** About this exercise **
Reproduce the data below line by line, from its first line to the line with "pub enum ConfigError", both included, and nothing past that point.

*** The records Section Begins ***

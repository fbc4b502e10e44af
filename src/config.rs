use std::path::{Path, PathBuf};

use anyhow::{Context, Result};
use crossterm::event::{KeyCode, KeyEvent, KeyModifiers};
use serde::{Deserialize, Serialize};
use thiserror::Error;

use crate::types::{Polarity, SpinKey};

/// Largest ring a viewer accepts.
pub const MAX_FRAMES: usize = u16::MAX as usize;

#[derive(Error, Debug, Clone, PartialEq)]
pub enum ConfigError {
    #[error("frame_count must be greater than zero")]
    EmptyRing,
    #[error("frame_count {0} exceeds the maximum of {max}", max = MAX_FRAMES)]
    RingTooLarge(usize),
    #[error("axis_sensitivity_divisor must be positive and finite, got {0}")]
    InvalidDivisor(f64),
    #[error("speed multiplier must be positive and finite, got {0}")]
    InvalidSpeed(f64),
    #[error("batch_size must be greater than zero")]
    InvalidBatchSize,
}

#[derive(Debug, Clone, Default, Serialize, Deserialize)]
pub struct ViewerConfig {
    /// Directory (or URL prefix) holding the `snap_NNN.png` frames.
    #[serde(default)]
    pub base_path: String,
    #[serde(default)]
    pub ring: RingConfig,
    #[serde(default)]
    pub input: InputConfig,
    #[serde(default)]
    pub loading: LoadingConfig,
    #[serde(default)]
    pub key_bindings: KeyBindings,
}

#[derive(Debug, Clone, Copy, PartialEq, Serialize, Deserialize)]
pub struct RingConfig {
    #[serde(default = "default_frame_count")]
    pub frame_count: usize,
    /// Compensates for the visible arc not spanning the full element width.
    #[serde(default = "default_axis_sensitivity_divisor")]
    pub axis_sensitivity_divisor: f64,
    #[serde(default = "default_speed")]
    pub drag_speed_scale: f64,
}

#[derive(Debug, Clone, Default, Serialize, Deserialize)]
pub struct InputConfig {
    #[serde(default)]
    pub polarity: Polarity,
    /// Speed multiplier used by constrained input surfaces (touch).
    #[serde(default, skip_serializing_if = "Option::is_none")]
    pub reduced_speed: Option<f64>,
}

#[derive(Debug, Clone, Serialize, Deserialize)]
pub struct LoadingConfig {
    /// Stagger frame loads in batches. When off, every frame loads at once and
    /// drag input is throttled instead.
    #[serde(default = "default_true")]
    pub progressive: bool,
    #[serde(default = "default_batch_size")]
    pub batch_size: usize,
    #[serde(default = "default_lookahead")]
    pub lookahead: usize,
    // Only applied when `progressive` is off.
    #[serde(default = "default_min_interval_ms")]
    pub min_interval_ms: u64,
    #[serde(default = "default_max_step")]
    pub max_step: i64,
    #[serde(default = "default_stage_radius")]
    pub stage_radius: usize,
}

#[derive(Debug, Clone, Serialize, Deserialize)]
pub struct KeyBindings {
    #[serde(default = "default_step_left")]
    pub step_left: String,
    #[serde(default = "default_step_right")]
    pub step_right: String,
    #[serde(default = "default_quit")]
    pub quit: String,
}

fn default_frame_count() -> usize { 72 }
fn default_axis_sensitivity_divisor() -> f64 { 0.85 }
fn default_speed() -> f64 { 1.0 }
fn default_true() -> bool { true }
fn default_batch_size() -> usize { 24 }
fn default_lookahead() -> usize { 12 }
fn default_min_interval_ms() -> u64 { 100 }
fn default_max_step() -> i64 { 2 }
fn default_stage_radius() -> usize { 3 }
fn default_step_left() -> String { "Left".into() }
fn default_step_right() -> String { "Right".into() }
fn default_quit() -> String { "q".into() }

impl Default for RingConfig {
    fn default() -> Self {
        RingConfig {
            frame_count: default_frame_count(),
            axis_sensitivity_divisor: default_axis_sensitivity_divisor(),
            drag_speed_scale: default_speed(),
        }
    }
}

impl Default for LoadingConfig {
    fn default() -> Self {
        LoadingConfig {
            progressive: true,
            batch_size: default_batch_size(),
            lookahead: default_lookahead(),
            min_interval_ms: default_min_interval_ms(),
            max_step: default_max_step(),
            stage_radius: default_stage_radius(),
        }
    }
}

impl Default for KeyBindings {
    fn default() -> Self {
        KeyBindings {
            step_left: default_step_left(),
            step_right: default_step_right(),
            quit: default_quit(),
        }
    }
}

impl RingConfig {
    pub fn new(
        frame_count: usize,
        axis_sensitivity_divisor: f64,
        drag_speed_scale: f64,
    ) -> Result<Self, ConfigError> {
        let ring = RingConfig {
            frame_count,
            axis_sensitivity_divisor,
            drag_speed_scale,
        };
        ring.validate()?;
        Ok(ring)
    }

    pub fn validate(&self) -> Result<(), ConfigError> {
        if self.frame_count == 0 {
            return Err(ConfigError::EmptyRing);
        }
        if self.frame_count > MAX_FRAMES {
            return Err(ConfigError::RingTooLarge(self.frame_count));
        }
        if !is_positive(self.axis_sensitivity_divisor) {
            return Err(ConfigError::InvalidDivisor(self.axis_sensitivity_divisor));
        }
        if !is_positive(self.drag_speed_scale) {
            return Err(ConfigError::InvalidSpeed(self.drag_speed_scale));
        }
        Ok(())
    }
}

fn is_positive(v: f64) -> bool {
    v.is_finite() && v > 0.0
}

impl ViewerConfig {
    pub fn validate(&self) -> Result<(), ConfigError> {
        self.ring.validate()?;
        if let Some(speed) = self.input.reduced_speed {
            if !is_positive(speed) {
                return Err(ConfigError::InvalidSpeed(speed));
            }
        }
        if self.loading.batch_size == 0 {
            return Err(ConfigError::InvalidBatchSize);
        }
        Ok(())
    }

    /// Load the user config, falling back to defaults when the file is
    /// missing or unreadable as JSON.
    pub fn load() -> Result<Self> {
        let config_path = Self::config_path();
        let config = match std::fs::read_to_string(&config_path) {
            Ok(json) => match serde_json::from_str::<ViewerConfig>(&json) {
                Ok(config) => config,
                Err(e) => {
                    log::warn!(
                        "invalid viewer config {} ({e}), using defaults",
                        config_path.display()
                    );
                    Self::default()
                }
            },
            Err(_) => Self::default(),
        };
        config
            .validate()
            .with_context(|| format!("Invalid config {}", config_path.display()))?;
        Ok(config)
    }

    /// Load an explicitly named config file. Unlike [`ViewerConfig::load`],
    /// a missing or malformed file is an error.
    pub fn load_from(path: &Path) -> Result<Self> {
        let json = std::fs::read_to_string(path)
            .with_context(|| format!("Failed to read {}", path.display()))?;
        let config: ViewerConfig = serde_json::from_str(&json)
            .with_context(|| format!("Failed to parse {}", path.display()))?;
        config
            .validate()
            .with_context(|| format!("Invalid config {}", path.display()))?;
        Ok(config)
    }

    fn config_path() -> PathBuf {
        let home = std::env::var("HOME").unwrap_or_else(|_| ".".into());
        let mut path = PathBuf::from(home);
        path.push(".config");
        path.push("spin-viewer");
        path.push("viewer.json");
        path
    }
}

impl KeyBindings {
    pub fn translate(&self, event: &KeyEvent) -> SpinKey {
        if matches_binding(&self.step_left, event) {
            SpinKey::StepLeft
        } else if matches_binding(&self.step_right, event) {
            SpinKey::StepRight
        } else {
            SpinKey::Other
        }
    }

    pub fn is_quit(&self, event: &KeyEvent) -> bool {
        event.code == KeyCode::Esc || matches_binding(&self.quit, event)
    }
}

/// Check whether a crossterm `KeyEvent` matches a binding string such as
/// `"Left"`, `"h"` or `"Ctrl-q"`.
pub fn matches_binding(binding: &str, event: &KeyEvent) -> bool {
    if let Some(rest) = binding.strip_prefix("Ctrl-") {
        return event.modifiers.contains(KeyModifiers::CONTROL) && matches_code(rest, event.code);
    }

    // Plain bindings never fire with Ctrl or Alt held.
    if event.modifiers.intersects(KeyModifiers::CONTROL | KeyModifiers::ALT) {
        return false;
    }
    matches_code(binding, event.code)
}

fn matches_code(name: &str, code: KeyCode) -> bool {
    match name {
        "Right" => code == KeyCode::Right,
        "Left" => code == KeyCode::Left,
        "Up" => code == KeyCode::Up,
        "Down" => code == KeyCode::Down,
        "Enter" => code == KeyCode::Enter,
        "Esc" => code == KeyCode::Esc,
        "Space" => code == KeyCode::Char(' '),
        "Home" => code == KeyCode::Home,
        "End" => code == KeyCode::End,
        s => {
            if let Some(n) = s.strip_prefix('F').and_then(|rest| rest.parse::<u8>().ok()) {
                return code == KeyCode::F(n);
            }
            let mut chars = s.chars();
            match (chars.next(), chars.next()) {
                (Some(c), None) => code == KeyCode::Char(c),
                _ => false,
            }
        }
    }
}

*** The records Section Ends ***

** Result for this exercise **
repository fbc4b502e10e44af
filename src/config.rs
use std::path::{Path, PathBuf};

use anyhow::{Context, Result};
use crossterm::event::{KeyCode, KeyEvent, KeyModifiers};
use serde::{Deserialize, Serialize};
use thiserror::Error;

use crate::types::{Polarity, SpinKey};

/// Largest ring a viewer accepts.
pub const MAX_FRAMES: usize = u16::MAX as usize;

#[derive(Error, Debug, Clone, PartialEq)]
pub enum ConfigError {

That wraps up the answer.